Flames rose on the other side of the hotel's core. They also spread from a room on this side.
"It was dark for so long, I thought I'd give anything if I could see." Vinnie was appalled by what he faced. "Now I wish I couldn't."
"Help me get him on my back," Balenger told Amanda. "Vinnie, hang on to the straps on the knapsack. Can you do that?"
"My legs are messed up, but there's nothing wrong with my hands."

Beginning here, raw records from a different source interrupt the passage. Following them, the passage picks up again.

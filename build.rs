use std::process::Command;

fn main() {
    let build_date = chrono::Utc::now()
        .format("%Y-%m-%d %H:%M:%S UTC")
        .to_string();
    println!("cargo:rustc-env=BUILD_DATE={}", build_date);

    // Shown by `attendance-monitor doctor`.
    let git_hash = get_git_hash().unwrap_or_else(|| "unknown".to_string());
    println!("cargo:rustc-env=GIT_HASH={}", git_hash);

    println!("cargo:rerun-if-changed=.git/HEAD");
    println!("cargo:rerun-if-changed=.git/refs/heads/");
}

fn get_git_hash() -> Option<String> {
    Command::new("git")
        .args(["rev-parse", "--short", "HEAD"])
        .output()
        .ok()
        .and_then(|output| {
            if output.status.success() {
                Some(String::from_utf8_lossy(&output.stdout).trim().to_string())
            } else {
                None
            }
        })
}
impl BrowserAutomationStrategy {
    pub fn new(
        launcher: Arc<dyn BrowserLauncher>,
        driver: DriverInfo,
        config: &RunConfig,
    ) -> Result<Self, ConfigError> {
        Ok(Self {
            launcher,
            locator: DriverLocator::with_probe(Arc::new(SystemProbe) as Arc<dyn FsProbe>),
            driver,
            driver_version: OnceCell::new(),
            login_url: config.portal.login_url()?,
            portal: config.portal.clone(),
            timeouts: config.browser.timeouts(),
        })
    }

    /// Replaces the filesystem probe used by [`SessionStrategy::preflight`].
    pub fn with_probe(mut self, probe: Arc<dyn FsProbe>) -> Self {
        self.locator = DriverLocator::with_probe(probe);
        self
    }

    pub fn driver_info(&self) -> DriverInfo {
        match self.driver_version.get() {
            Some(version) => self.driver.clone().with_version(version.clone()),
            None => self.driver.clone(),
        }
    }

    fn field_selector(name: &str) -> String {
        format!("input[name=\"{name}\"]")
    }

    async fn login(
        &self,
        page: &mut dyn PageDriver,
        credentials: &Credentials,
    ) -> Result<(), CycleError> {
        let identifier = Self::field_selector(&self.portal.identifier_field);
        let secret = Self::field_selector(&self.portal.secret_field);

        page.navigate(self.login_url.as_str(), self.timeouts.navigation)
            .await
            .map_err(auth_from_adapter)?;
        page.wait_for(&identifier, self.timeouts.login)
            .await
            .map_err(auth_from_adapter)?;
        page.fill(&identifier, credentials.identifier())
            .await
            .map_err(auth_from_adapter)?;
        page.fill(&secret, credentials.secret())
            .await
            .map_err(auth_from_adapter)?;

        if let Err(err) = page.click(&self.portal.submit_selector).await {
            debug!(%err, "submit control unavailable; pressing Enter");
            page.press_enter(&secret).await.map_err(auth_from_adapter)?;
        }

        let deadline = Instant::now() + self.timeouts.login;
        loop {
            if self.login_finished(page).await? {
                return Ok(());
            }
            if Instant::now() >= deadline {
                break;
            }
            sleep(LOGIN_POLL).await;
        }

        let rejected = page
            .count(&self.portal.login_error_selector)
            .await
            .map(|n| n > 0)
            .unwrap_or(false);
        if rejected {
            Err(AuthError::InvalidCredentials.into())
        } else {
            Err(AuthError::Timeout.into())
        }
    }

    async fn login_finished(&self, page: &mut dyn PageDriver) -> Result<bool, CycleError> {
        if let Some(marker) = &self.portal.login_marker {
            let found = page.count(marker).await.map_err(auth_from_adapter)?;
            return Ok(found > 0);
        }
        let current = page.current_url().await.map_err(auth_from_adapter)?;
        Ok(current
            .as_deref()
            .and_then(|raw| Url::parse(raw).ok())
            .map(|url| !is_login_url(&url, &self.login_url))
            .unwrap_or(false))
    }
}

They worked their way into a corridor and reached the entrance to the emergency stairs. Again, Balenger aimed. Again, there wasn't a target. Bent forward with Vinnie, he climbed down as quickly as he could without losing his balance. Fifth level. Fourth. Third.
"I hear water," Amanda said.
"So many roofs to collect it. So many holes. The place is flooding," Balenger told her.
Second level. First.
They were submerged knee-deep as they tugged a door open. The water chilled them, but not as much as what they saw: the chaos of the lobby. Now Balenger understood why furniture piled up, tangled against columns and doors. The force of the water falling from the upper levels was dismaying, the din overwhelming. Any object that wasn't anchored got swept away.
61
"How do we get out?"
The voice startled Balenger, almost making him pull the trigger. It belonged to a man struggling through the current toward them. The figure wore goggles. He had bulging pockets that weighed him down. Tattoos covered his face.
"I tried the tunnel door!" Tod shouted. "The bastard really did weld it shut! I tried every other door and shutter I could find! We're trapped!"
"We'll use the crowbar! We'll try to wedge a door open!"
The instant Balenger stepped into the current, it almost knocked him over. Twenty feet to his right, a waterfall cascaded.
"This whole damned place is about to come down," Tod said.
"Get rid of the coins. If you fall, they'll hold you under the water."
"Then I'd better not fall."
Balenger saw a chair rush by, carrying a rat. He dodged the chair, only to stagger from Vinnie's weight. Amanda grabbed him, holding him up. They waded past a pillar, where rats teemed on a jumble of furniture.